BEGIN Supplied information

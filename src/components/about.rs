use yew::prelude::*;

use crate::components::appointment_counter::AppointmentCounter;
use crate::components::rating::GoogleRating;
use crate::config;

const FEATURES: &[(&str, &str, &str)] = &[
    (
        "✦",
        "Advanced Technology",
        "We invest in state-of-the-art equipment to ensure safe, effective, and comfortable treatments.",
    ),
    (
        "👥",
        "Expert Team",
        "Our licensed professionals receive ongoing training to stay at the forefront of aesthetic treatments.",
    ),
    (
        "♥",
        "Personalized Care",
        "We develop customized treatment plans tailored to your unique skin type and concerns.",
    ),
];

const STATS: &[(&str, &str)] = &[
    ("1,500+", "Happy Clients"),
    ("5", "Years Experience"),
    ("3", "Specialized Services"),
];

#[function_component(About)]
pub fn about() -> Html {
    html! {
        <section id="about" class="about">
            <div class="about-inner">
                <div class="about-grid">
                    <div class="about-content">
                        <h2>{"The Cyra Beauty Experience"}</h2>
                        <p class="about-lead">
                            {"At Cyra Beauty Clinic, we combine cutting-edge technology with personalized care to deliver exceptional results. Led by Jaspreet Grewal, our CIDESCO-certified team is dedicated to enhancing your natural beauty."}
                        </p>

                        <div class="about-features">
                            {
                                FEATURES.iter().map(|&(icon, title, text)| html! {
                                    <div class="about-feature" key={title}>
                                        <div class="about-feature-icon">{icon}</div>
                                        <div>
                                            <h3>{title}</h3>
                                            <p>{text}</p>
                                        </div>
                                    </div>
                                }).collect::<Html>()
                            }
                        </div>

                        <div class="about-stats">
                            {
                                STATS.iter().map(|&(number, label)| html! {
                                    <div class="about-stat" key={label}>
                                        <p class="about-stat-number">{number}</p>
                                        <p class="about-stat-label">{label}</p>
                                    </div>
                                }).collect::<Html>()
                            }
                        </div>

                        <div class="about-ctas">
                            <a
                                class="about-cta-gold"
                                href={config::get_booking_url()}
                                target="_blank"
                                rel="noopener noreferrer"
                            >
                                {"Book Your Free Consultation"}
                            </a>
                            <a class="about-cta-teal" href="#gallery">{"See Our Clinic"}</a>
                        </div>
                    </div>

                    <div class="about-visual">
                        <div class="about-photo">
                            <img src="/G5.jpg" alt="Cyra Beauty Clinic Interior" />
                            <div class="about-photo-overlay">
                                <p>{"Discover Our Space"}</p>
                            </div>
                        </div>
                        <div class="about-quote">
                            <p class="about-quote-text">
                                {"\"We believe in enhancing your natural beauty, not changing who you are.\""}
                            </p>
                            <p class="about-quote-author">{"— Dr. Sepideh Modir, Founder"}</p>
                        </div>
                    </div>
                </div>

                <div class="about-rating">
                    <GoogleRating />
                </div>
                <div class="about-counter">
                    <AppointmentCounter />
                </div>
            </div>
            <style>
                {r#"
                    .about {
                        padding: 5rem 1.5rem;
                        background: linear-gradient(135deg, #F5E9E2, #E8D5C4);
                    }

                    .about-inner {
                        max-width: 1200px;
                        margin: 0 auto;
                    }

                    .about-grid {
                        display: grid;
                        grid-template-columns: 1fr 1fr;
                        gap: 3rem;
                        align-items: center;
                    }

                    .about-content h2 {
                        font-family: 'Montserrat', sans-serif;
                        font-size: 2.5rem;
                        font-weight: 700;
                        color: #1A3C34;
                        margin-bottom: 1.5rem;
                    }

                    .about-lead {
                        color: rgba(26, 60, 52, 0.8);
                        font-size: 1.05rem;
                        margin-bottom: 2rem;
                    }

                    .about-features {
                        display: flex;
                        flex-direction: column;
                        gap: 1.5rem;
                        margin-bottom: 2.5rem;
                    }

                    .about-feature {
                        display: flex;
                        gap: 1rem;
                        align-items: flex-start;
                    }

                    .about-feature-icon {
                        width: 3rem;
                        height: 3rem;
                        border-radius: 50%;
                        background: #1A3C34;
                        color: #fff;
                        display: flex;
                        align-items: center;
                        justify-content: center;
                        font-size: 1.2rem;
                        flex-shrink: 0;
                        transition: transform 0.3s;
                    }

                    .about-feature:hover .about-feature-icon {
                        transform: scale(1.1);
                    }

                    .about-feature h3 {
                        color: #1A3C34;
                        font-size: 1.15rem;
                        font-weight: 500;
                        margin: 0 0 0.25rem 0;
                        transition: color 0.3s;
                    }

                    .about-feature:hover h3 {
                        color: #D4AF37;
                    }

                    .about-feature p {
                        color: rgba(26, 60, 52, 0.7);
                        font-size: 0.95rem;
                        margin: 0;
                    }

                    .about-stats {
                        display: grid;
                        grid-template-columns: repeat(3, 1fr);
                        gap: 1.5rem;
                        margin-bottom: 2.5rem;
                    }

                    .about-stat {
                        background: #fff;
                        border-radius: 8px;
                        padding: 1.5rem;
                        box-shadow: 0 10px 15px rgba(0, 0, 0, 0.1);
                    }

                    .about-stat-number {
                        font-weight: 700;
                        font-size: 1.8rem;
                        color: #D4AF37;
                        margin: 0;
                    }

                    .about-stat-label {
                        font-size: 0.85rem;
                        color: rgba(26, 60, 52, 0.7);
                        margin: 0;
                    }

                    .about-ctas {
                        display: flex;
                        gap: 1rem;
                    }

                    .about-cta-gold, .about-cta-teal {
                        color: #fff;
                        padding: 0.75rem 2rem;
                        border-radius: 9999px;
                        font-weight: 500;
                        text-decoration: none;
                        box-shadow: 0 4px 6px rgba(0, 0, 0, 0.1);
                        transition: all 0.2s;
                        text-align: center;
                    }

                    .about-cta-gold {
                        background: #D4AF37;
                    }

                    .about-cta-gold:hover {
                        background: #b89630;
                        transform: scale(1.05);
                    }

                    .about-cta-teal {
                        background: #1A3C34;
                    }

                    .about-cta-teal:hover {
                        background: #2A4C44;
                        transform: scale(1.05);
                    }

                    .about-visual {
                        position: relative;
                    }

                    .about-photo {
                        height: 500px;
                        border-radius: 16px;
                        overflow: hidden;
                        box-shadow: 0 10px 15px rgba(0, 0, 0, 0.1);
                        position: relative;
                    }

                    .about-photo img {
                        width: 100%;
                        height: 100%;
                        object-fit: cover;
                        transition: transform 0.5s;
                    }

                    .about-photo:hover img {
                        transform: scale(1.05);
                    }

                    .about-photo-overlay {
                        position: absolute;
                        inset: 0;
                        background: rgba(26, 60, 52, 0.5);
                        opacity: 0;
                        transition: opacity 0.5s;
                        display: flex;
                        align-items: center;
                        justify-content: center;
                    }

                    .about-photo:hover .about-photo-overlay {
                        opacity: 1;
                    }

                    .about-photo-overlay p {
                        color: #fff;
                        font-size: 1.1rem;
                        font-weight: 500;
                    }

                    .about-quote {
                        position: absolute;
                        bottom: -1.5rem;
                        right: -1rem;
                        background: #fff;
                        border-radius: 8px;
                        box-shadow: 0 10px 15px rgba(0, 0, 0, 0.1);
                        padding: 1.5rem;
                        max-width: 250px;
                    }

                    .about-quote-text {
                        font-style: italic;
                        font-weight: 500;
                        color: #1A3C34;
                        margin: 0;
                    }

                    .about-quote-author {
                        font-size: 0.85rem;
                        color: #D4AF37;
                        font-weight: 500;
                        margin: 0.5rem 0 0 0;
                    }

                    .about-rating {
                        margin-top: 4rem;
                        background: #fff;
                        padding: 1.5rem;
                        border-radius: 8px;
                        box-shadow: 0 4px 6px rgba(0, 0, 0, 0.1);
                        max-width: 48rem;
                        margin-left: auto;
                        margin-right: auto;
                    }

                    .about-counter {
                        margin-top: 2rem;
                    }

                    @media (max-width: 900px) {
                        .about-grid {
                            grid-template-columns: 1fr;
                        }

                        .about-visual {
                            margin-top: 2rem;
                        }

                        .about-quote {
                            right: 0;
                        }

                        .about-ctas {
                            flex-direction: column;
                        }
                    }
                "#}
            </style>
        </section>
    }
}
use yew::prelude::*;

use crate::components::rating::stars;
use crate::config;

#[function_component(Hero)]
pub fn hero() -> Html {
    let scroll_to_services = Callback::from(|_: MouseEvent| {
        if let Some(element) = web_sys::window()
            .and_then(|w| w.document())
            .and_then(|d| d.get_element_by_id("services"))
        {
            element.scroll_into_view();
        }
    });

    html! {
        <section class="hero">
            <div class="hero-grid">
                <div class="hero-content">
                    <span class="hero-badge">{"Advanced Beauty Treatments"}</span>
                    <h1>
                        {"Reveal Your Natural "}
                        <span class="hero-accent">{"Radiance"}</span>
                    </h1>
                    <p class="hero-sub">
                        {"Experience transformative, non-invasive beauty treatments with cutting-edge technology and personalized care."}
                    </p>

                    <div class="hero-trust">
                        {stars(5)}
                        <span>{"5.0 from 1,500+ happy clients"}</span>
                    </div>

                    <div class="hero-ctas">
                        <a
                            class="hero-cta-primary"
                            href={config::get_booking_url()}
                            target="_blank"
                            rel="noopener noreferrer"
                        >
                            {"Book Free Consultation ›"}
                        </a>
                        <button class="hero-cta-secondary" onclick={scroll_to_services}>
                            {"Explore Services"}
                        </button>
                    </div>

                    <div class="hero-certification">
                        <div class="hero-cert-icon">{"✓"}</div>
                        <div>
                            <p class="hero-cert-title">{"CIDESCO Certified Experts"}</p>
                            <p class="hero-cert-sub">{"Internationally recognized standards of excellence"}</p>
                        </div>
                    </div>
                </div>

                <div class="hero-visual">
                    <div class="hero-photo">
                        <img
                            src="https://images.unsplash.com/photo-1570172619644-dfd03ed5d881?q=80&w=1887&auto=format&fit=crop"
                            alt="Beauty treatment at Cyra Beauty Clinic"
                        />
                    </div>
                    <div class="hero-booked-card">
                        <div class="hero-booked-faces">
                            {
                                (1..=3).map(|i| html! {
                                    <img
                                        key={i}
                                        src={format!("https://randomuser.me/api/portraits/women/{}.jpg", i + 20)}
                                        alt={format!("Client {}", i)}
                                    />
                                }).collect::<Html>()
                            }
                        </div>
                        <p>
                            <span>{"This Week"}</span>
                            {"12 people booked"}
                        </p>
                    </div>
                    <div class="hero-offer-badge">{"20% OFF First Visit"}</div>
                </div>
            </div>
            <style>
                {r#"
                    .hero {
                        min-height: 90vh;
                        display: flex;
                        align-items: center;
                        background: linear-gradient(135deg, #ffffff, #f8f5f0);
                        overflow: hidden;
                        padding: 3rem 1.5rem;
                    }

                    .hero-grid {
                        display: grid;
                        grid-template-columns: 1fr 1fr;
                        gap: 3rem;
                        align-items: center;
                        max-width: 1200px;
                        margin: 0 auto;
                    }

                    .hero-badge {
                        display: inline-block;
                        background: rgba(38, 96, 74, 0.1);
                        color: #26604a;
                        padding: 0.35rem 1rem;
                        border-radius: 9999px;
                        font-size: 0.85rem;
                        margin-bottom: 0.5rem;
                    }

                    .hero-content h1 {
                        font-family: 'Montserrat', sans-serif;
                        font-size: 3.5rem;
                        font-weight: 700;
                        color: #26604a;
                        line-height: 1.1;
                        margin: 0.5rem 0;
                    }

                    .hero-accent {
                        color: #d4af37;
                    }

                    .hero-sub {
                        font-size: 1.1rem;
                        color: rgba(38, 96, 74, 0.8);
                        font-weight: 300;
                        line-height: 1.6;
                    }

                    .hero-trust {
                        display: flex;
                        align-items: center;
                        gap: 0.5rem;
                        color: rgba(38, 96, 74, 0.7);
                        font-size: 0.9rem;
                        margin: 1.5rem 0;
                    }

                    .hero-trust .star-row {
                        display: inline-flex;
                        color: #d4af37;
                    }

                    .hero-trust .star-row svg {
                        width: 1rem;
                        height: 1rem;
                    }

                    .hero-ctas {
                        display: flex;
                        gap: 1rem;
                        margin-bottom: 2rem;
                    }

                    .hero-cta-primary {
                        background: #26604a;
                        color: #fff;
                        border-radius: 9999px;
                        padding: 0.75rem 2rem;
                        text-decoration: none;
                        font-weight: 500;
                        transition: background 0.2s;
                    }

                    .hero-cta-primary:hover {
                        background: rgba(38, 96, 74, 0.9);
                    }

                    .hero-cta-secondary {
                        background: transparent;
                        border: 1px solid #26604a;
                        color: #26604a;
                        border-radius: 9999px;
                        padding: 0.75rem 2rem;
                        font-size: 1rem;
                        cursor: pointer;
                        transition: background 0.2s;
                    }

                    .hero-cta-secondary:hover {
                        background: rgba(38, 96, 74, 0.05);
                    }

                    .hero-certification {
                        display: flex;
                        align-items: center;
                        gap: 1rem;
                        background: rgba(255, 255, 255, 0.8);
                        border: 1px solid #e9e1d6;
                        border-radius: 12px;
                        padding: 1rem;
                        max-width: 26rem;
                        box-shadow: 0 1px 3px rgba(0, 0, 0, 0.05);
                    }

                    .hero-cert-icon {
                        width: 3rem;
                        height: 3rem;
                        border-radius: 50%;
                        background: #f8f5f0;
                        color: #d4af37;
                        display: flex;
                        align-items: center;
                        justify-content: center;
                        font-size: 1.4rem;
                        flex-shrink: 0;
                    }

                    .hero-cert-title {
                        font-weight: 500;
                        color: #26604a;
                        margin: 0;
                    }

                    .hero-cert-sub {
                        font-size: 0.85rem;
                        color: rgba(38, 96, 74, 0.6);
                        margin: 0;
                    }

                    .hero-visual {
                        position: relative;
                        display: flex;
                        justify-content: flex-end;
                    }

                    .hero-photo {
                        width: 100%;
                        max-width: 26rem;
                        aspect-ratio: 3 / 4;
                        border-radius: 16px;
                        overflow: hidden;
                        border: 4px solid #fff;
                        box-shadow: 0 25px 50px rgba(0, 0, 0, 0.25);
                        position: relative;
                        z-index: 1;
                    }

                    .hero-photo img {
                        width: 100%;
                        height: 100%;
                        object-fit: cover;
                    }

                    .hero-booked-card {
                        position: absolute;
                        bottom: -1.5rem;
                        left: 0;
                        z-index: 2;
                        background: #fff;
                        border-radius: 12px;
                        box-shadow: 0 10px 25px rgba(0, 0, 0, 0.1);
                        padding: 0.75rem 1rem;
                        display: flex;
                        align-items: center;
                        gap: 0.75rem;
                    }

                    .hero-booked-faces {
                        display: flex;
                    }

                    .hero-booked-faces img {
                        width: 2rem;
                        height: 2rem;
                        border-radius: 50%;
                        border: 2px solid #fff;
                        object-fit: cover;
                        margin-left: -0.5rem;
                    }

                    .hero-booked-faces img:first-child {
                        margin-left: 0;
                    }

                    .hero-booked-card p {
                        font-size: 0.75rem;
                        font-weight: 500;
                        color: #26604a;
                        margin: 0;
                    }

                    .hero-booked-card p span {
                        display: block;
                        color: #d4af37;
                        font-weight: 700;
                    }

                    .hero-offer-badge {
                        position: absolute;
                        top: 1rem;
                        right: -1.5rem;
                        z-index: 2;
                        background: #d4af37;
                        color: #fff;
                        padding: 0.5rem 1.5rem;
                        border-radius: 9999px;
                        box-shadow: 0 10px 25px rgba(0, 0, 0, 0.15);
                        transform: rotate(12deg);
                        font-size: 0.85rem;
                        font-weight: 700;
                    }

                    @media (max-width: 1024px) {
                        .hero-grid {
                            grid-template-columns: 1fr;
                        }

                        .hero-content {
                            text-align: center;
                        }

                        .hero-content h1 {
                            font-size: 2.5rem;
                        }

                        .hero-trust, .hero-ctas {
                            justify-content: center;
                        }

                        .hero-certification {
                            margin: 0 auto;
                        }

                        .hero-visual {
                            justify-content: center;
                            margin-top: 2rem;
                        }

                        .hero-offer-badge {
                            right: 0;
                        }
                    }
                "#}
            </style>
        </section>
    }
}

END Supplied information

Required work -> The lines above that hold the string "accent" are to be located and copied.

Exercise answer ->
                        <span class="hero-accent">{"Radiance"}</span>
                    .hero-accent {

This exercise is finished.